Ini dilakukannya bukan tanpa alasan. Dewasa ini berbagai penyimpangan dalam aliran Islam semakin marak di Indonesia,
wa bil khusus
di Solo. Tentu kita masih ingat kasus bom bunuh diri di Gereja Bethel
Injil Sepenuh (GBIS), Kepunton, Solo, Jawa Tengah, beberapa waktu silam,
yang diklaim sementara orang sebagai aksi jihad.
Menurutnya,
tragedi memilukan itu tak perlu terjadi, bukan hanya di Solo, namun juga
di Indonesia, dan belahan bumi mana pun, bila tidak ada pembiaran
terhadap berbagai aliran ekstrem. Inilah peran pemuka agama untuk
membentengi aqidah umat.
Karena Hidayah AllahSeolah
mendapat ilham dari Allah SWT, mulai saat ini hingga beberapa waktu ke
depan, ia akan lebih gencar membendung paham Wahabi, sebuah paham yang
kerap menjadi embrio dalam pemahaman kelompok-kelompok umat yang
ekstrem. Bukan dengan cara membumihanguskan paham tersebut, melainkan
membentengi aqidah umat dari berbagai aliran yang menyimpang dari
doktrin Ahlussunnah wal Jamaa’ah. Sebab, menurutnya, Wahabi itu
sesungguhnya kecil, umatlah yang membesarkannya dengan menjadi
pengikutnya.
Masih menurut Habib Noval, umat Islam yang berpaham
Wahabi itu tidak akan bisa berubah dengan berbagai mau’izhah dan
dialog. Mereka hanya akan berubah dengan hidayah Allah. Dialog, sehebat
apa pun dan segencar apa pun, tidak efektif bila hidayah Allah belum
bermain. Masalahnya, keduanya, baik Ahlussunnah maupun Wahabi, sama-sama
menggunakan dalil dan hadits yang hampir sama, hanya pemahamannya yang
berbeda. “Seribu ulama Wahabi dan seribu ulama Ahlusunnah, bila beradu
ilmu, masing-masing tidak akan menemukan titik temu. Umumnya, seseorang
yang keluar dari Wahabi bukan karena ilmu, namun hidayah dari Allah
SWT,” kata habib berusia 36 tahun ini.
Ada salah satu kisah
menarik di Jawa Timur. Seorang pemuda Wahabi meyakini bahwa pahala
mengirim hadiah surah Al-Fatihah kepada orang yang telah meninggal tidak
sampai kepadanya, dan dia berdebat habis-habisan dengan koleganya yang
seorang Ahlusunnah wal Jama’ah.
Tiba-tiba datang salah seorang habib, dan diadukanlah perkara tersebut.

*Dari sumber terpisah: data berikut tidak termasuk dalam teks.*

//! Candidate endpoint lists for Business Central metadata.
//!
//! Each function returns candidates in priority order. Admin center URLs use
//! [`ADMIN_API_VERSION`]; tenant, environment and company values are
//! percent-encoded path segments.

use bc_config::constants::ADMIN_API_VERSION;

use crate::endpoints::encode_path_segment;
use crate::probe::EndpointCandidate;

/// Candidates that list the environments of the tenant the token was issued for.
pub fn environment_candidates(api_base_url: &str) -> Vec<EndpointCandidate> {
    let admin = format!("{api_base_url}/admin/{ADMIN_API_VERSION}/applications");
    vec![
        EndpointCandidate::new("Admin API: environments", format!("{admin}/environments")),
        EndpointCandidate::new(
            "Admin API: Business Central environments",
            format!("{admin}/businesscentral/environments"),
        ),
    ]
}

/// Candidates that list the companies of an environment.
pub fn company_candidates(
    api_base_url: &str,
    bc_tenant: &str,
    environment: &str,
) -> Vec<EndpointCandidate> {
    let tenant = encode_path_segment(bc_tenant);
    let env = encode_path_segment(environment);
    vec![
        EndpointCandidate::new(
            "API v2.0 companies",
            format!("{api_base_url}/v2.0/{tenant}/{env}/api/v2.0/companies"),
        ),
        EndpointCandidate::new(
            "API v2.0 companies (tenant from token)",
            format!("{api_base_url}/v2.0/{env}/api/v2.0/companies"),
        ),
        EndpointCandidate::new(
            "API v1.0 companies",
            format!("{api_base_url}/v2.0/{tenant}/{env}/api/v1.0/companies"),
        ),
    ]
}

/// Candidates that list the extensions installed in an environment.
///
/// The automation API fallback needs a company and is only included when
/// `company_id` is given and non-blank.
pub fn installed_app_candidates(
    api_base_url: &str,
    bc_tenant: &str,
    environment: &str,
    company_id: Option<&str>,
) -> Vec<EndpointCandidate> {
    let env = encode_path_segment(environment);
    let mut candidates = vec![EndpointCandidate::new(
        "Admin API: installed apps",
        format!(
            "{api_base_url}/admin/{ADMIN_API_VERSION}/applications/businesscentral/environments/{env}/apps"
        ),
    )];

    if let Some(company_id) = company_id.map(str::trim).filter(|id| !id.is_empty()) {
        let tenant = encode_path_segment(bc_tenant);
        let company = encode_path_segment(company_id);
        candidates.push(EndpointCandidate::new(
            "Automation API: extensions",
            format!(
                "{api_base_url}/v2.0/{tenant}/{env}/api/microsoft/automation/v2.0/companies({company})/extensions"
            ),
        ));
    }

    candidates
}
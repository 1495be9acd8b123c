//! Business Central REST client.
//!
//! This crate exchanges Entra ID client credentials for bearer tokens,
//! issues authenticated GET requests against the Business Central APIs and
//! probes ordered lists of candidate endpoints until one answers.

mod auth;
pub mod catalog;
pub mod client;
pub mod endpoints;
pub mod error;
mod inspector;
pub mod probe;

#[cfg(any(test, feature = "test-utils"))]
pub mod testing;

pub use auth::{AccessToken, TokenProvider, TokenResult};
pub use client::BcClient;
pub use client::builder::BcClientBuilder;
pub use client::cache::TtlCache;
pub use endpoints::{AuthGetResponse, GetOptions, ResponseBody};
pub use error::{ClientError, Result, TokenError};
pub use inspector::{Action, ActionOutcome, InspectorSession};
pub use probe::{EndpointCandidate, ProbeResult};
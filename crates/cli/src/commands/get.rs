//! Raw authenticated GET command.

use anyhow::Result;
use bc_client::{Action, ActionOutcome, GetOptions, InspectorSession};

use crate::formatters::{OutputFormat, format_response};

pub async fn run(
    mut session: InspectorSession,
    url: String,
    query: Vec<(String, String)>,
    headers: Vec<(String, String)>,
    format: OutputFormat,
) -> Result<()> {
    let options = GetOptions { headers, query };
    let outcome = session.handle(Action::Get { url, options }).await?;

    let ActionOutcome::Response(response) = outcome else {
        anyhow::bail!("Unexpected outcome for GET request");
    };

    print!("{}", format_response(&response, format)?);
    Ok(())
}
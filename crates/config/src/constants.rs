//! Centralized constants for the BC Inspector workspace.
//!
//! This module contains default values used across crates to avoid
//! magic number duplication and improve maintainability.

// =============================================================================
// Endpoint Defaults
// =============================================================================

/// Base URL of the Microsoft identity platform (Entra ID).
pub const DEFAULT_AUTH_BASE_URL: &str = "https://login.microsoftonline.com";

/// Base URL of the Business Central APIs. Also the resource the token is scoped to.
pub const DEFAULT_API_BASE_URL: &str = "https://api.businesscentral.dynamics.com";

/// Suffix appended to the API resource to build the client-credentials scope.
pub const TOKEN_SCOPE_SUFFIX: &str = "/.default";

/// Admin center API version used for environment and app listings.
pub const ADMIN_API_VERSION: &str = "v2.21";

// =============================================================================
// Timeout Defaults & Bounds
// =============================================================================

/// Default HTTP timeout for resource GET requests in seconds.
pub const DEFAULT_TIMEOUT_SECS: u64 = 20;

/// Minimum allowed resource GET timeout in seconds.
pub const MIN_TIMEOUT_SECS: u64 = 5;

/// Maximum allowed resource GET timeout in seconds.
pub const MAX_TIMEOUT_SECS: u64 = 60;

/// Fixed timeout for the token exchange request in seconds.
pub const TOKEN_REQUEST_TIMEOUT_SECS: u64 = 30;

/// Default maximum number of HTTP redirects to follow.
pub const DEFAULT_MAX_REDIRECTS: usize = 5;

// =============================================================================
// Token Cache Defaults
// =============================================================================

/// How long a token exchange result is reused, in seconds.
pub const TOKEN_CACHE_TTL_SECS: u64 = 60;

/// Maximum number of credential triples kept in the token cache.
pub const TOKEN_CACHE_MAX_ENTRIES: usize = 16;
//! Configuration loader for environment variables and CLI overrides.
//!
//! Responsibilities:
//! - Load configuration from `.env` files and `BC_*` environment variables.
//! - Provide a builder-pattern `ConfigLoader` for hierarchical configuration merging.
//! - Enforce `DOTENV_DISABLED` gate to prevent accidental dotenv loading in tests.
//!
//! Does NOT handle:
//! - Persisting configuration (there is no persisted state).
//!
//! Invariants / Assumptions:
//! - CLI overrides take precedence over environment variables.
//! - `load_dotenv()` must be called explicitly to enable `.env` file loading.

mod builder;
mod env;
mod error;

#[cfg(test)]
mod tests;

pub use builder::ConfigLoader;
pub use env::{
    ENV_API_BASE_URL, ENV_AUTH_BASE_URL, ENV_CLIENT_ID, ENV_CLIENT_SECRET, ENV_ENVIRONMENT,
    ENV_TARGET_TENANT, ENV_TENANT_ID, ENV_TIMEOUT, env_var_or_none,
};
pub use error::ConfigError;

Menariknya, dengan ringan sang habib hanya menjawab, “Insya Allah sampai, buktikan saja sendiri.”
Malam
harinya, pemuda Wahabi tersebut merasa penasaran dan ia pun ingin
membuktikan saran sang habib, mengirim hadiah surah Al-Fatihah khusus
untuk ayahnya, yang telah lama menghadap-Nya.
Ketika tidur di
malam itu juga, ia bermimpi bertemu sang ayah. Bahkan dalam mimpinya itu
ayahnya berkata, “Kenapa tidak dari dahulu kamu mengirimkan hadiah ini
untuk ayah, Nak?”
Kontan saja ketika terbangun di pagi harinya ia merasa begitu trenyuh. Bahkan ia menjadi mempercayai mimpinya tersebut.
Tidak
lama kemudian, ia mengisahkan mimpinya itu kepada teman debatnya. Sejak
saat itu, ia pun menyakini dan selalu mengatakan kepada khalayak bahwa
hadiah Al-Fatihah untuk orang yang telah meninggal itu sampai.
Artinya,
perpindahan aqidah itu bukan karena ilmu, melainkan hidayah dari Allah
SWT. Mungkin, seseorang yang baru mulai memasuki ajaran Wahabi masih
bisa dipengaruhi dan diberi pemahaman untuk kembali. Tapi bagi yang
sudah menjadi Wahabi sangat sulit. Menurut Habib Noval, mengutip
perkataan Habib Ali Al-Habsyi, orang yang telah terkena penyakit Wahabi,
susah sembuhnya.
Tegas sedari Awal Sepertinya,
sungguh tepat bila suami Syarifah Fathimah Qonita binti Ali Al-Habsyi,
yang masih terhitung cucu Habib Anis Al-Habsyi, ini memutuskan untuk
terjun ke lingkungan bawah yang selama ini awam wawasan keberagamaannya.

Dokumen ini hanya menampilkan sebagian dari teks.